A boolean. TRUE indicates saving a list of all permutations visited during optimization. This can be useful sometimes but needs a lot more RAM.

return_probabilities

A boolean. TRUE can only be provided only when save_all_perms = TRUE. For:

optimizer = "MH" - use Metropolis-Hastings results to estimate posterior probabilities;
optimizer = "BF" - use brute force results to calculate exact posterior probabilities.

These additional calculations are costly, so a second and third progress bar is shown (when show_progress_bar = TRUE).

To examine probabilities after optimization, call get_probabilities_from_gipsmult().

Value

Returns an optimized object of a gipsmult class.

Details

find_MAP() can produce a warning when:

the optimizer "hill_climbing" gets to the end of its max_iter without converging.
the optimizer will find the permutation with smaller n0 than number_of_observations

Possible algorithms to use as optimizers

For every algorithm, there are some aliases available.
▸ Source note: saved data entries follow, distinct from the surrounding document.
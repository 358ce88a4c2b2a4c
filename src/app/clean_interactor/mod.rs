// Clean interactor - Drops cache entries for files that no longer exist

use std::path::PathBuf;
use std::sync::Arc;
use std::time::Duration;
use tracing::info;

use crate::cache::ProbeCache;
use crate::error::ConsolidatorResult;
use crate::ports::{FsPort, ProbePort, StorePort};

/// Interactor for the cache clean use case
pub struct CleanInteractor {
    fs_port: Arc<dyn FsPort>,
    store: Arc<dyn StorePort>,
    prober: Arc<dyn ProbePort>,
}

impl CleanInteractor {
    pub fn new(
        fs_port: Arc<dyn FsPort>,
        store: Arc<dyn StorePort>,
        prober: Arc<dyn ProbePort>,
    ) -> Self {
        Self {
            fs_port,
            store,
            prober,
        }
    }

    /// Prune the cache at `cache_file`; returns how many entries were removed
    pub async fn execute(&self, cache_file: PathBuf) -> ConsolidatorResult<usize> {
        let cache = ProbeCache::load(
            Arc::clone(&self.store),
            cache_file,
            Arc::clone(&self.prober),
            Duration::ZERO,
        )
        .await?;
        let before = cache.len();
        let removed = cache.prune_missing(self.fs_port.as_ref()).await?;
        cache.close().await?;

        info!(
            "Removed {} of {} cache entries from {}",
            removed,
            before,
            cache.cache_path().display()
        );
        Ok(removed)
    }
}
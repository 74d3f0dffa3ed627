//! Actix middleware shared across inbound surfaces.

pub mod trace;

pub use trace::Trace;
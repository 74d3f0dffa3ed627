//! Driving port for user mutations.

use async_trait::async_trait;

use crate::domain::{Error, Password, UserId, UserSnapshot, Username};

/// Domain use-case port for creating and renaming users.
#[async_trait]
pub trait UsersCommand: Send + Sync {
    /// Register a new user. The password is hashed into a verifier before
    /// storage; duplicate usernames fail with `Conflict`.
    async fn register(
        &self,
        username: Username,
        password: &Password,
    ) -> Result<UserSnapshot, Error>;

    /// Change a user's username, leaving credentials untouched.
    async fn rename(&self, id: &UserId, username: Username) -> Result<UserSnapshot, Error>;
}
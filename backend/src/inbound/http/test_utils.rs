//! Test helpers for inbound HTTP components.

use actix_session::{SessionMiddleware, storage::CookieSessionStore};
use actix_web::cookie::{Cookie, Key};
use actix_web::{App, test as actix_test, web};
use serde_json::json;

use crate::inbound::http::api_scope;
use crate::inbound::http::state::HttpState;

/// Build a session middleware configured for tests.
///
/// - Generates a fresh signing/encryption key per invocation.
/// - Sets the cookie name to `session` and disables the `Secure` flag for
///   local HTTP tests.
pub fn test_session_middleware() -> SessionMiddleware<CookieSessionStore> {
    SessionMiddleware::builder(CookieSessionStore::default(), Key::generate())
        .cookie_name("session".to_owned())
        .cookie_secure(false)
        .build()
}

/// Build the full application over fresh in-memory repositories.
pub fn test_app() -> App<
    impl actix_web::dev::ServiceFactory<
            actix_web::dev::ServiceRequest,
            Config = (),
            Response = actix_web::dev::ServiceResponse,
            Error = actix_web::Error,
            InitError = (),
        >,
> {
    App::new()
        .app_data(web::Data::new(HttpState::in_memory()))
        .service(api_scope(test_session_middleware()))
}

/// Service bound shared by the request helpers below.
pub trait TestService:
    actix_web::dev::Service<
        actix_http::Request,
        Response = actix_web::dev::ServiceResponse,
        Error = actix_web::Error,
    >
{
}

impl<S> TestService for S where
    S: actix_web::dev::Service<
            actix_http::Request,
            Response = actix_web::dev::ServiceResponse,
            Error = actix_web::Error,
        >
{
}

/// Log in and return the session cookie. The user must already exist.
pub async fn login_cookie(
    app: &impl TestService,
    username: &str,
    password: &str,
) -> Cookie<'static> {
    let request = actix_test::TestRequest::post()
        .uri("/api/v1/login")
        .set_json(json!({ "username": username, "password": password }))
        .to_request();
    let response = actix_test::call_service(app, request).await;
    assert!(response.status().is_success(), "login should succeed");
    response
        .response()
        .cookies()
        .find(|cookie| cookie.name() == "session")
        .expect("session cookie")
        .into_owned()
}

/// Register a user, log in, and return the session cookie.
pub async fn register_and_login(
    app: &impl TestService,
    username: &str,
    password: &str,
) -> Cookie<'static> {
    let request = actix_test::TestRequest::post()
        .uri("/api/v1/users")
        .set_json(json!({ "username": username, "password": password }))
        .to_request();
    let response = actix_test::call_service(app, request).await;
    assert!(
        response.status().is_success(),
        "registration should succeed"
    );
    login_cookie(app, username, password).await
}

/// Enrol a student through the HTTP surface.
pub async fn enrol_student(
    app: &impl TestService,
    cookie: &Cookie<'static>,
    student_id: u64,
    name: &str,
) {
    let request = actix_test::TestRequest::post()
        .uri("/api/v1/students")
        .cookie(cookie.clone())
        .set_json(json!({ "studentId": student_id, "name": name }))
        .to_request();
    let response = actix_test::call_service(app, request).await;
    assert!(response.status().is_success(), "enrolment should succeed");
}
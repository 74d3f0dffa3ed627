//! Port abstraction for review ledger adapters and their errors.

use async_trait::async_trait;

use crate::domain::{Review, ReviewId, StudentId};

use super::macros::define_port_error;

define_port_error! {
    /// Persistence errors raised by review repository adapters.
    pub enum ReviewPersistenceError {
        /// Repository connection could not be established.
        Connection { message: String } => "review repository connection failed: {message}",
        /// Query or mutation failed during execution.
        Query { message: String } => "review repository query failed: {message}",
        /// The targeted review record does not exist.
        Missing { id: String } => "no review record with id {id}",
    }
}

/// Driven port for the review ledger.
///
/// Implementations must provide atomic single-record writes with immediate
/// read-after-write visibility and preserve insertion order per student.
#[cfg_attr(test, mockall::automock)]
#[async_trait]
pub trait ReviewRepository: Send + Sync {
    /// Append a new review record.
    async fn insert(&self, review: &Review) -> Result<(), ReviewPersistenceError>;

    /// Fetch a review by identifier.
    async fn find_by_id(&self, id: &ReviewId) -> Result<Option<Review>, ReviewPersistenceError>;

    /// Persist mutated fields of an existing record. Fails with `Missing`
    /// when the record does not exist.
    async fn update(&self, review: &Review) -> Result<(), ReviewPersistenceError>;

    /// All reviews owned by a student, in insertion order.
    async fn list_for_student(
        &self,
        student_id: StudentId,
    ) -> Result<Vec<Review>, ReviewPersistenceError>;
}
"brute_force", "BF", "full" - use the Brute Force algorithm that checks the whole permutation space of a given size. This algorithm will find the actual Maximum A Posteriori Estimation, but it is very computationally expensive for bigger spaces. We recommend Brute Force only for p <= 9.
"Metropolis_Hastings", "MH" - use the Metropolis-Hastings algorithm; see Wikipedia. The algorithm will draw a random transposition in every iteration and consider changing the current state (permutation). When the max_iter is reached, the algorithm will return the best permutation calculated as the MAP Estimator. This algorithm used in this context is a special case of the Simulated Annealing the user may be more familiar with; see Wikipedia.
"hill_climbing", "HC" - use the hill climbing algorithm; see Wikipedia. The algorithm will check all transpositions in every iteration and go to the one with the biggest a posteriori value. The optimization ends when all neighbors will have a smaller a posteriori value. If the max_iter is reached before the end, then the warning is shown, and it is recommended to continue the optimization on the output of the find_MAP() with optimizer = "continue"; see examples. Remember that p*(p-1)/2 transpositions will be checked in every iteration. For bigger p, this may be costly.

Examples

require("MASS") # for mvrnorm()
#> Loading required package: MASS

perm_size <- 6
mu1 <- runif(6, -10, 10)
mu2 <- runif(6, -10, 10) # Assume we don't know the means
sigma1 <- matrix(
  data = c(
    1.0, 0.8, 0.6, 0.4, 0.6, 0.8,
    0.8, 1.0, 0.8, 0.6, 0.4, 0.6,
    0.6, 0.8, 1.0, 0.8, 0.6, 0.4,
    0.4, 0.6, 0.8, 1.0, 0.8, 0.6,
    0.6, 0.4, 0.6, 0.8, 1.0, 0.8,
    0.8, 0.6, 0.4, 0.6, 0.8, 1.0
  ),
  nrow = perm_size, byrow = TRUE
)
sigma2 <- matrix(
  data = c(
    1.0, 0.5, 0.2, 0.0, 0.2, 0.5,
    0.5, 1.0, 0.5, 0.2, 0.0, 0.2,
    0.2, 0.5, 1.0, 0.5, 0.2, 0.0,
    0.0, 0.2, 0.5, 1.0, 0.5, 0.2,
    0.2, 0.0, 0.2, 0.5, 1.0, 0.5,
    0.5, 0.2, 0.0, 0.2, 0.5, 1.0
  ),
  nrow = perm_size, byrow = TRUE
)
# sigma1 and sigma2 are matrices invariant under permutation (1,2,3,4,5,6)
numbers_of_observations <- c(21, 37)
Z1 <- MASS::mvrnorm(numbers_of_observations[1], mu = mu1, Sigma = sigma1)
Z2 <- MASS::mvrnorm(numbers_of_observations[2], mu = mu2, Sigma = sigma2)
S1 <- cov(Z1)
S2 <- cov(Z2) # Assume we have to estimate the mean

g <- gipsmult(list(S1, S2), numbers_of_observations)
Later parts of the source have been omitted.